Es curioso y misterioso que unos creamos y otros no. Dentro incluso de la misma familia y de las mismas comunidades eclesiales hay diferentes estados, por llamarle de alguna manera, de fe. Aunque creamos nuestros actos, actitudes y vivencias no descubren nuestra fe. Y eso es lo malo, porque cuando cree en alguien lo transmites, y si no lo haces no parece que creas plenamente.

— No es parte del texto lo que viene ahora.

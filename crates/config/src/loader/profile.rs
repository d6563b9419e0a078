//! Profile file loading for configuration.
//!
//! Responsibilities:
//! - Load job defaults from a JSON profile file.
//! - Apply profile settings to a ConfigLoader instance.
//!
//! Does NOT handle:
//! - Environment variable parsing (see env.rs).
//! - Building the final `JobDefaults` (see builder.rs).
//!
//! Invariants:
//! - Profile settings land in the loader's profile layer, the lowest-precedence one.
//! - A missing profile or profile file is recorded for later error handling in build().
//! - Read and parse errors carry the path only, never file contents.

use std::path::Path;

use tracing::debug;

use super::builder::ConfigLoader;
use super::error::ConfigError;
use crate::types::{JobDefaults, ProfileFile};

/// Read and parse a profile file.
pub(crate) fn read_profile_file(path: &Path) -> Result<ProfileFile, ConfigError> {
    let content = std::fs::read_to_string(path).map_err(|_| ConfigError::ConfigFileRead {
        path: path.to_path_buf(),
    })?;
    serde_json::from_str(&content).map_err(|_| ConfigError::ConfigFileParse {
        path: path.to_path_buf(),
    })
}

/// Apply profile configuration from a profile file to the loader.
///
/// If the profile (or the file) is not found, this records the missing
/// profile name for later error handling in `build()`.
pub fn apply_profile(loader: &mut ConfigLoader) -> Result<(), ConfigError> {
    let Some(profile_name) = loader.profile_name().cloned() else {
        return Ok(());
    };
    let Some(config_path) = loader.config_path().cloned() else {
        loader.set_profile_missing(Some(profile_name));
        return Ok(());
    };
    if !config_path.exists() {
        loader.set_profile_missing(Some(profile_name));
        return Ok(());
    }

    let file = read_profile_file(&config_path)?;
    let Some(profile) = file.profiles.get(&profile_name) else {
        loader.set_profile_missing(Some(profile_name));
        return Ok(());
    };

    debug!(profile = %profile_name, "Applying job defaults from profile");
    apply_profile_defaults(loader, profile);
    Ok(())
}

/// Copy the values a profile sets into the loader's profile layer.
fn apply_profile_defaults(loader: &mut ConfigLoader, profile: &JobDefaults) {
    let defaults = loader.profile_mut();
    macro_rules! take {
        ($($field:ident),* $(,)?) => {
            $(
                if profile.$field.is_some() {
                    defaults.$field = profile.$field.clone();
                }
            )*
        };
    }
    take!(
        language_code,
        media_format,
        media_sample_rate_hertz,
        output_bucket_name,
        output_key_prefix,
        output_encryption_kms_key_id,
        vocabulary_name,
        vocabulary_filter_name,
        vocabulary_filter_method,
        data_access_role_arn,
    );
    if !profile.tags.is_empty() {
        defaults.tags = profile.tags.clone();
    }
}
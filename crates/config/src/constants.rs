//! Centralized constants for the transcription workspace.
//!
//! Environment variable names and value bounds used by the loader, kept in
//! one place so the model crate and tests agree on them.

// =============================================================================
// Environment Variables
// =============================================================================

/// Path to the JSON profile file.
pub const ENV_CONFIG_PATH: &str = "TRANSCRIBE_CONFIG_PATH";

/// Profile to read from the profile file.
pub const ENV_PROFILE: &str = "TRANSCRIBE_PROFILE";

/// Default language code, e.g. `en-US`.
pub const ENV_LANGUAGE_CODE: &str = "TRANSCRIBE_LANGUAGE_CODE";

/// Default media format, e.g. `wav`.
pub const ENV_MEDIA_FORMAT: &str = "TRANSCRIBE_MEDIA_FORMAT";

/// Default media sample rate in hertz.
pub const ENV_SAMPLE_RATE: &str = "TRANSCRIBE_SAMPLE_RATE";

/// Default output bucket.
pub const ENV_OUTPUT_BUCKET: &str = "TRANSCRIBE_OUTPUT_BUCKET";

/// Default output key prefix (requires an output bucket).
pub const ENV_OUTPUT_KEY_PREFIX: &str = "TRANSCRIBE_OUTPUT_KEY_PREFIX";

/// Default KMS key for output encryption.
pub const ENV_OUTPUT_KMS_KEY_ID: &str = "TRANSCRIBE_OUTPUT_KMS_KEY_ID";

/// Default custom vocabulary.
pub const ENV_VOCABULARY_NAME: &str = "TRANSCRIBE_VOCABULARY_NAME";

/// Default vocabulary filter.
pub const ENV_VOCABULARY_FILTER_NAME: &str = "TRANSCRIBE_VOCABULARY_FILTER_NAME";

/// Default vocabulary filter method (`remove`, `mask`, or `tag`).
pub const ENV_VOCABULARY_FILTER_METHOD: &str = "TRANSCRIBE_VOCABULARY_FILTER_METHOD";

/// Default IAM role for data access.
pub const ENV_DATA_ACCESS_ROLE_ARN: &str = "TRANSCRIBE_DATA_ACCESS_ROLE_ARN";

/// Default tags as `key=value` pairs separated by commas.
pub const ENV_TAGS: &str = "TRANSCRIBE_TAGS";

// =============================================================================
// Value Bounds
// =============================================================================

/// Lowest accepted media sample rate in hertz.
pub const MIN_SAMPLE_RATE_HERTZ: i32 = 8_000;

/// Highest accepted media sample rate in hertz.
pub const MAX_SAMPLE_RATE_HERTZ: i32 = 48_000;

/// Largest number of tags on one resource.
pub const MAX_TAGS: usize = 200;
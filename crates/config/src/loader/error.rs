//! Error types for configuration loading.
//!
//! Responsibilities:
//! - Define error variants for all configuration loading failures.
//!
//! Does NOT handle:
//! - Errors raised when defaults are applied to requests (model crate).
//!
//! Invariants:
//! - All error variants include context for debugging (variable names, paths, etc.).
//! - Dotenv errors NEVER include raw .env line contents.

use std::io::ErrorKind;
use std::path::PathBuf;
use thiserror::Error;

use crate::constants::{MAX_SAMPLE_RATE_HERTZ, MIN_SAMPLE_RATE_HERTZ};

/// Errors that can occur during configuration loading.
#[derive(Error, Debug)]
pub enum ConfigError {
    #[error("Invalid value for {var}: {message}")]
    InvalidValue { var: String, message: String },

    #[error(
        "Invalid sample rate {value}: must be between {} and {} hertz",
        MIN_SAMPLE_RATE_HERTZ,
        MAX_SAMPLE_RATE_HERTZ
    )]
    InvalidSampleRate { value: i32 },

    #[error("Output key prefix requires an output bucket")]
    KeyPrefixWithoutBucket,

    #[error("Failed to read config file at {path}")]
    ConfigFileRead { path: PathBuf },

    #[error("Failed to parse config file at {path}")]
    ConfigFileParse { path: PathBuf },

    #[error("Profile '{0}' not found in config file")]
    ProfileNotFound(String),

    /// Failed to parse the `.env` file due to invalid syntax.
    ///
    /// Only the byte index of the failure is kept, not the offending line.
    #[error(
        "Failed to parse .env file at position {error_index}. Hint: set DOTENV_DISABLED=1 to skip .env loading"
    )]
    DotenvParse { error_index: usize },

    /// Failed to read the `.env` file due to an I/O error.
    #[error("Failed to read .env file: {kind}")]
    DotenvIo { kind: ErrorKind },

    /// Unknown dotenv error (future variants from dotenvy crate).
    #[error("Failed to load .env file. Hint: set DOTENV_DISABLED=1 to skip .env loading")]
    DotenvUnknown,
}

Jesús se dejó ver durante los cuarenta días posteriores a su Resurrección. Fue revelándoles cosas que no habían entendido y enseñándoles el camino por donde debían caminar. Y dándoles numerosas pruebas de que estaba vivo (Hechos 1, 1-11). Les hablaba del Reino de Dios y les animaba a esperar y perseverar hasta la venida del Espíritu Santo.

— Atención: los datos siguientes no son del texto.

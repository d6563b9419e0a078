//! Pattern constraints referenced by `#[validate(custom(...))]` attributes.
//!
//! Responsibilities:
//! - Check the character-class patterns the service documents for names,
//!   bucket names, object keys, KMS key ids, ARNs, and media URIs.
//! - Reject enumeration values this client does not know in outgoing requests.
//!
//! Does NOT handle:
//! - Length bounds (declared with `length(...)` on the fields themselves).
//! - Cross-field rules (declared as `schema(...)` functions next to each record).
//!
//! Invariants:
//! - Every function here is pure; none of them is called at construction time.

use std::borrow::Cow;

use validator::ValidationError;

use crate::shape::WireEnum;

/// Build a [`ValidationError`] with a stable code and a static message.
pub(crate) fn invalid(code: &'static str, message: &'static str) -> ValidationError {
    ValidationError::new(code).with_message(Cow::Borrowed(message))
}

/// Job, vocabulary, and filter names: `^[0-9a-zA-Z._-]+`.
pub fn resource_name(value: &str) -> Result<(), ValidationError> {
    if !value.is_empty()
        && value
            .chars()
            .all(|c| c.is_ascii_alphanumeric() || matches!(c, '.' | '_' | '-'))
    {
        Ok(())
    } else {
        Err(invalid(
            "resource_name",
            "may only contain letters, digits, '.', '_' and '-'",
        ))
    }
}

/// S3 bucket names: `[a-z0-9][\.\-a-z0-9]{1,61}[a-z0-9]`.
pub fn bucket_name(value: &str) -> Result<(), ValidationError> {
    let bytes = value.as_bytes();
    let edge_ok = |b: u8| b.is_ascii_lowercase() || b.is_ascii_digit();
    let valid = (3..=63).contains(&bytes.len())
        && edge_ok(bytes[0])
        && edge_ok(bytes[bytes.len() - 1])
        && bytes
            .iter()
            .all(|&b| edge_ok(b) || b == b'.' || b == b'-');
    if valid {
        Ok(())
    } else {
        Err(invalid(
            "bucket_name",
            "must be 3-63 lowercase letters, digits, '.' or '-', starting and ending alphanumeric",
        ))
    }
}

/// S3 object keys: `[a-zA-Z0-9-_.!*'()/]{1,1024}`.
pub fn output_key(value: &str) -> Result<(), ValidationError> {
    if value.chars().all(|c| {
        c.is_ascii_alphanumeric() || matches!(c, '-' | '_' | '.' | '!' | '*' | '\'' | '(' | ')' | '/')
    }) {
        Ok(())
    } else {
        Err(invalid(
            "output_key",
            "may only contain letters, digits and -_.!*'()/",
        ))
    }
}

/// KMS key ids, aliases, and ARNs: `^[A-Za-z0-9][A-Za-z0-9:_/+=,@.-]{0,2048}$`.
pub fn kms_key_id(value: &str) -> Result<(), ValidationError> {
    let mut chars = value.chars();
    let first_ok = chars.next().is_some_and(|c| c.is_ascii_alphanumeric());
    let rest_ok = chars.all(|c| {
        c.is_ascii_alphanumeric() || matches!(c, ':' | '_' | '/' | '+' | '=' | ',' | '@' | '.' | '-')
    });
    if first_ok && rest_ok {
        Ok(())
    } else {
        Err(invalid("kms_key_id", "is not a valid KMS key id, alias, or ARN"))
    }
}

/// IAM role ARNs: `arn:<partition>:iam::<account>:role/<path>`.
pub fn role_arn(value: &str) -> Result<(), ValidationError> {
    let mut parts = value.splitn(6, ':');
    let valid = parts.next() == Some("arn")
        && parts.next().is_some_and(|p| p.starts_with("aws"))
        && parts.next() == Some("iam")
        && parts.next() == Some("")
        && parts
            .next()
            .is_some_and(|account| account.chars().all(|c| c.is_ascii_digit()))
        && parts
            .next()
            .is_some_and(|resource| resource.starts_with("role/"));
    if valid {
        Ok(())
    } else {
        Err(invalid("role_arn", "is not a valid IAM role ARN"))
    }
}

/// Transcribe resource ARNs: `arn:<partition>:transcribe:<region>:<account>:<type>/<name>`.
pub fn resource_arn(value: &str) -> Result<(), ValidationError> {
    let mut parts = value.splitn(6, ':');
    let valid = parts.next() == Some("arn")
        && parts.next().is_some_and(|p| p.starts_with("aws"))
        && parts.next() == Some("transcribe")
        && parts.next().is_some()
        && parts
            .next()
            .is_some_and(|account| account.len() == 12 && account.chars().all(|c| c.is_ascii_digit()))
        && parts.next().is_some_and(|resource| {
            resource
                .split_once('/')
                .is_some_and(|(_, name)| resource_name(name).is_ok())
        });
    if valid {
        Ok(())
    } else {
        Err(invalid("resource_arn", "is not a valid Transcribe resource ARN"))
    }
}

/// Media and word-list locations: an `s3://` URI or an `https://` S3 URL.
pub fn media_uri(value: &str) -> Result<(), ValidationError> {
    match url::Url::parse(value) {
        Ok(parsed) if matches!(parsed.scheme(), "s3" | "https") && parsed.host_str().is_some() => {
            Ok(())
        }
        _ => Err(invalid("media_uri", "must be an s3:// or https:// location")),
    }
}

/// Enumerated request fields: decoding keeps unknown values, sending refuses them.
pub fn known_value<T: WireEnum + ?Sized>(value: &T) -> Result<(), ValidationError> {
    if value.is_unknown() {
        Err(invalid(
            "unknown_value",
            "is not a value this client knows how to send",
        ))
    } else {
        Ok(())
    }
}

/// Count how many of the given selectors are switched on.
pub(crate) fn count_selected(flags: &[bool]) -> usize {
    flags.iter().filter(|&&on| on).count()
}
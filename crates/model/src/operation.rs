//! JSON 1.1 wire codec for service operations.
//!
//! Responsibilities:
//! - Bind each request record to its response record and operation name.
//! - Serialize requests and deserialize responses as JSON bytes.
//!
//! Does NOT handle:
//! - HTTP transport, request signing, retries, or pagination. Callers send
//!   the encoded body with `Content-Type: CONTENT_TYPE` and
//!   `X-Amz-Target: Operation::target()` through their own stack.
//! - Error bodies (see [`crate::service_error`]).
//!
//! Invariants:
//! - Encoding never validates implicitly; use [`encode_validated`] for that.
//! - Log events carry the operation name and body size, never body contents.

use serde::Serialize;
use serde::de::DeserializeOwned;
use tracing::debug;
use validator::Validate;

use crate::error::Result;
use crate::shape::Shape;

/// Service prefix of the `X-Amz-Target` header.
pub const TARGET_PREFIX: &str = "Transcribe";

/// Content type of every request and response body.
pub const CONTENT_TYPE: &str = "application/x-amz-json-1.1";

/// Header carrying the operation selector.
pub const TARGET_HEADER: &str = "X-Amz-Target";

/// A request record that names a service operation.
pub trait Operation: Shape + Serialize + Validate {
    /// Operation name as the service spells it, e.g. `StartTranscriptionJob`.
    const NAME: &'static str;

    /// Response record returned on success.
    type Output: Shape + DeserializeOwned + Default;

    /// Value of the `X-Amz-Target` header for this operation.
    fn target() -> String {
        format!("{TARGET_PREFIX}.{}", Self::NAME)
    }
}

/// Implement [`Operation`] for a request/response pair.
///
/// # Usage
/// ```ignore
/// operation!(GetTranscriptionJobRequest => GetTranscriptionJobResponse, "GetTranscriptionJob");
/// ```
macro_rules! operation {
    ($request:ty => $response:ty, $name:literal) => {
        impl $crate::operation::Operation for $request {
            const NAME: &'static str = $name;
            type Output = $response;
        }
    };
}

pub(crate) use operation;

/// Serialize a request body.
pub fn encode_request<O: Operation>(request: &O) -> Result<Vec<u8>> {
    let body = serde_json::to_vec(request)?;
    debug!(operation = O::NAME, bytes = body.len(), "Encoded request");
    Ok(body)
}

/// Validate a request against its declared constraints, then serialize it.
///
/// # Errors
///
/// Returns [`crate::ModelError::Validation`] without encoding anything when a
/// constraint is violated.
pub fn encode_validated<O: Operation>(request: &O) -> Result<Vec<u8>> {
    if let Err(errors) = request.validate() {
        debug!(operation = O::NAME, "Request failed validation");
        return Err(errors.into());
    }
    encode_request(request)
}

/// Deserialize a successful response body.
///
/// Operations whose response carries no fields may return an empty body;
/// that decodes to the default (empty) response.
pub fn decode_response<O: Operation>(body: &[u8]) -> Result<O::Output> {
    if body.iter().all(u8::is_ascii_whitespace) {
        debug!(operation = O::NAME, "Decoded empty response");
        return Ok(O::Output::default());
    }
    let output = serde_json::from_slice(body)?;
    debug!(operation = O::NAME, bytes = body.len(), "Decoded response");
    Ok(output)
}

Porque es el Espíritu Santo quien nos guiará, nos revelará y alumbrará el camino enseñándonos todo lo que hay que decir y hacer para dar testimonio de la salvación, en Jesús, de todos los hombres. Llegado el tiempo, que Él decidió, y congregados todos sus discípulos a su alrededor tras sus últimas instrucciones, lo vieron levantarse hasta que una nube se lo quitó de la vista. Mientras miraban fijo al cielo, viéndole irse, se les presentaron dos hombres vestidos de blanco que les dijeron: Galileos, ¿qué hacéis ahí plantados mirando al cielo? El mismo Jesús que os ha dejado para subir al cielo, volverá como lo habéis visto marcharse.

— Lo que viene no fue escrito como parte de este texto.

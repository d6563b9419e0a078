//! Environment variable parsing for configuration.
//!
//! Responsibilities:
//! - Read and parse `TRANSCRIBE_*` environment variables.
//! - Apply environment variable values to a ConfigLoader instance.
//! - Provide helper functions for reading env vars with empty/whitespace filtering.
//!
//! Does NOT handle:
//! - Loading from profile files (see profile.rs).
//! - Building the final `JobDefaults` (see builder.rs).
//! - .env file loading (handled by ConfigLoader::load_dotenv).
//!
//! Invariants:
//! - Values land in the loader's environment layer, which outranks the profile
//!   layer whichever of `from_env()` and `from_profile()` runs last.
//! - Empty or whitespace-only environment variables are treated as unset.
//! - Returned values are trimmed (leading/trailing whitespace removed).
//! - Invalid numeric or tag values return ConfigError::InvalidValue.

use std::collections::BTreeMap;
use std::path::PathBuf;

use super::builder::ConfigLoader;
use super::error::ConfigError;
use crate::constants::{
    ENV_CONFIG_PATH, ENV_DATA_ACCESS_ROLE_ARN, ENV_LANGUAGE_CODE, ENV_MEDIA_FORMAT,
    ENV_OUTPUT_BUCKET, ENV_OUTPUT_KEY_PREFIX, ENV_OUTPUT_KMS_KEY_ID, ENV_PROFILE, ENV_SAMPLE_RATE,
    ENV_TAGS, ENV_VOCABULARY_FILTER_METHOD, ENV_VOCABULARY_FILTER_NAME, ENV_VOCABULARY_NAME,
};

/// Read an environment variable, returning None if unset, empty, or whitespace-only.
/// Returns the trimmed value (leading/trailing whitespace removed) if present.
pub fn env_var_or_none(key: &str) -> Option<String> {
    std::env::var(key).ok().and_then(|s| {
        let trimmed = s.trim();
        if trimmed.is_empty() {
            None
        } else if trimmed.len() == s.len() {
            Some(s)
        } else {
            Some(trimmed.to_string())
        }
    })
}

/// Parse `key=value,key2=value2` into a tag map.
pub(crate) fn parse_tags(var: &str, raw: &str) -> Result<BTreeMap<String, String>, ConfigError> {
    let mut tags = BTreeMap::new();
    for pair in raw.split(',').map(str::trim).filter(|p| !p.is_empty()) {
        let (key, value) = pair.split_once('=').ok_or_else(|| ConfigError::InvalidValue {
            var: var.to_string(),
            message: "expected key=value pairs separated by commas".to_string(),
        })?;
        let key = key.trim();
        if key.is_empty() {
            return Err(ConfigError::InvalidValue {
                var: var.to_string(),
                message: "tag keys must not be empty".to_string(),
            });
        }
        if tags.insert(key.to_string(), value.trim().to_string()).is_some() {
            return Err(ConfigError::InvalidValue {
                var: var.to_string(),
                message: format!("duplicate tag key '{key}'"),
            });
        }
    }
    Ok(tags)
}

/// Apply environment variable configuration to the loader.
///
/// Environment variables take precedence over profile settings.
pub fn apply_env(loader: &mut ConfigLoader) -> Result<(), ConfigError> {
    if let Some(code) = env_var_or_none(ENV_LANGUAGE_CODE) {
        loader.env_mut().language_code = Some(code);
    }
    if let Some(format) = env_var_or_none(ENV_MEDIA_FORMAT) {
        loader.env_mut().media_format = Some(format);
    }
    if let Some(rate) = env_var_or_none(ENV_SAMPLE_RATE) {
        let hertz: i32 = rate.parse().map_err(|_| ConfigError::InvalidValue {
            var: ENV_SAMPLE_RATE.to_string(),
            message: "must be a whole number of hertz".to_string(),
        })?;
        loader.env_mut().media_sample_rate_hertz = Some(hertz);
    }
    if let Some(bucket) = env_var_or_none(ENV_OUTPUT_BUCKET) {
        loader.env_mut().output_bucket_name = Some(bucket);
    }
    if let Some(prefix) = env_var_or_none(ENV_OUTPUT_KEY_PREFIX) {
        loader.env_mut().output_key_prefix = Some(prefix);
    }
    if let Some(key_id) = env_var_or_none(ENV_OUTPUT_KMS_KEY_ID) {
        loader.env_mut().output_encryption_kms_key_id = Some(key_id);
    }
    if let Some(name) = env_var_or_none(ENV_VOCABULARY_NAME) {
        loader.env_mut().vocabulary_name = Some(name);
    }
    if let Some(name) = env_var_or_none(ENV_VOCABULARY_FILTER_NAME) {
        loader.env_mut().vocabulary_filter_name = Some(name);
    }
    if let Some(method) = env_var_or_none(ENV_VOCABULARY_FILTER_METHOD) {
        loader.env_mut().vocabulary_filter_method = Some(method);
    }
    if let Some(arn) = env_var_or_none(ENV_DATA_ACCESS_ROLE_ARN) {
        loader.env_mut().data_access_role_arn = Some(arn);
    }
    if let Some(raw) = env_var_or_none(ENV_TAGS) {
        loader.env_mut().tags = parse_tags(ENV_TAGS, &raw)?;
    }

    // Config path and profile name from environment (only if not already set via builder)
    if loader.config_path().is_none()
        && let Some(config_path) = env_var_or_none(ENV_CONFIG_PATH)
    {
        loader.set_config_path(Some(PathBuf::from(config_path)));
    }
    if loader.profile_name().is_none()
        && let Some(profile) = env_var_or_none(ENV_PROFILE)
    {
        loader.set_profile_name(Some(profile));
    }

    Ok(())
}
//! Records shared by several operations: media, transcript locations, tags.

use crate::shape::{shape, string_enum};

string_enum! {
    /// Audio or video container of the input media.
    pub enum MediaFormat {
        Mp3 => "mp3",
        Mp4 => "mp4",
        Wav => "wav",
        Flac => "flac",
        Ogg => "ogg",
        Amr => "amr",
        Webm => "webm",
        M4a => "m4a",
    }
}

string_enum! {
    /// Where a finished transcript was stored.
    pub enum OutputLocationType {
        CustomerBucket => "CUSTOMER_BUCKET",
        ServiceBucket => "SERVICE_BUCKET",
    }
}

shape! {
    /// Location of the input media file.
    pub struct Media {
        #[validate(length(min = 1, max = 2000), custom(function = "crate::validation::media_uri"))]
        media_file_uri / with_media_file_uri: String => "MediaFileUri",
        #[validate(length(min = 1, max = 2000), custom(function = "crate::validation::media_uri"))]
        redacted_media_file_uri / with_redacted_media_file_uri: String => "RedactedMediaFileUri",
    }
}

shape! {
    /// Location of a finished transcript.
    pub struct Transcript {
        transcript_file_uri / with_transcript_file_uri: String => "TranscriptFileUri",
        redacted_transcript_file_uri / with_redacted_transcript_file_uri: String => "RedactedTranscriptFileUri",
    }
}

shape! {
    /// Key/value metadata attached to a resource.
    pub struct Tag {
        #[validate(required, length(min = 1, max = 128))]
        key / with_key: String => "Key",
        #[validate(required, length(max = 256))]
        value / with_value: String => "Value",
    }
}

impl Tag {
    /// Shorthand for a fully populated tag.
    pub fn pair(key: impl Into<String>, value: impl Into<String>) -> Self {
        Self::new().with_key(key).with_value(value)
    }
}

Y el Espíritu de Jesús continúa dando ánimo, fuerza, consejo, luz, valentía y sabiduría para que su Iglesia continúe la misión encomendada. El poder del infierno, es decir, del Príncipe del mundo, no podrá contra ella, porque no va sola. Caminamos en compañía del Espíritu Santo que nos guía y protege.
Ahora, ¿creemos que eso es así? Porque si lo creemos tendrá que notarse. Y realmente se nota porque la Iglesia ha superado muchos obstáculos y los seguirá superando. No obstante, siempre es bueno hacer una reflexión interior y ver cuál es la medida de nuestra fe, y, por supuesto, nunca dejar de pedírsela al Señor.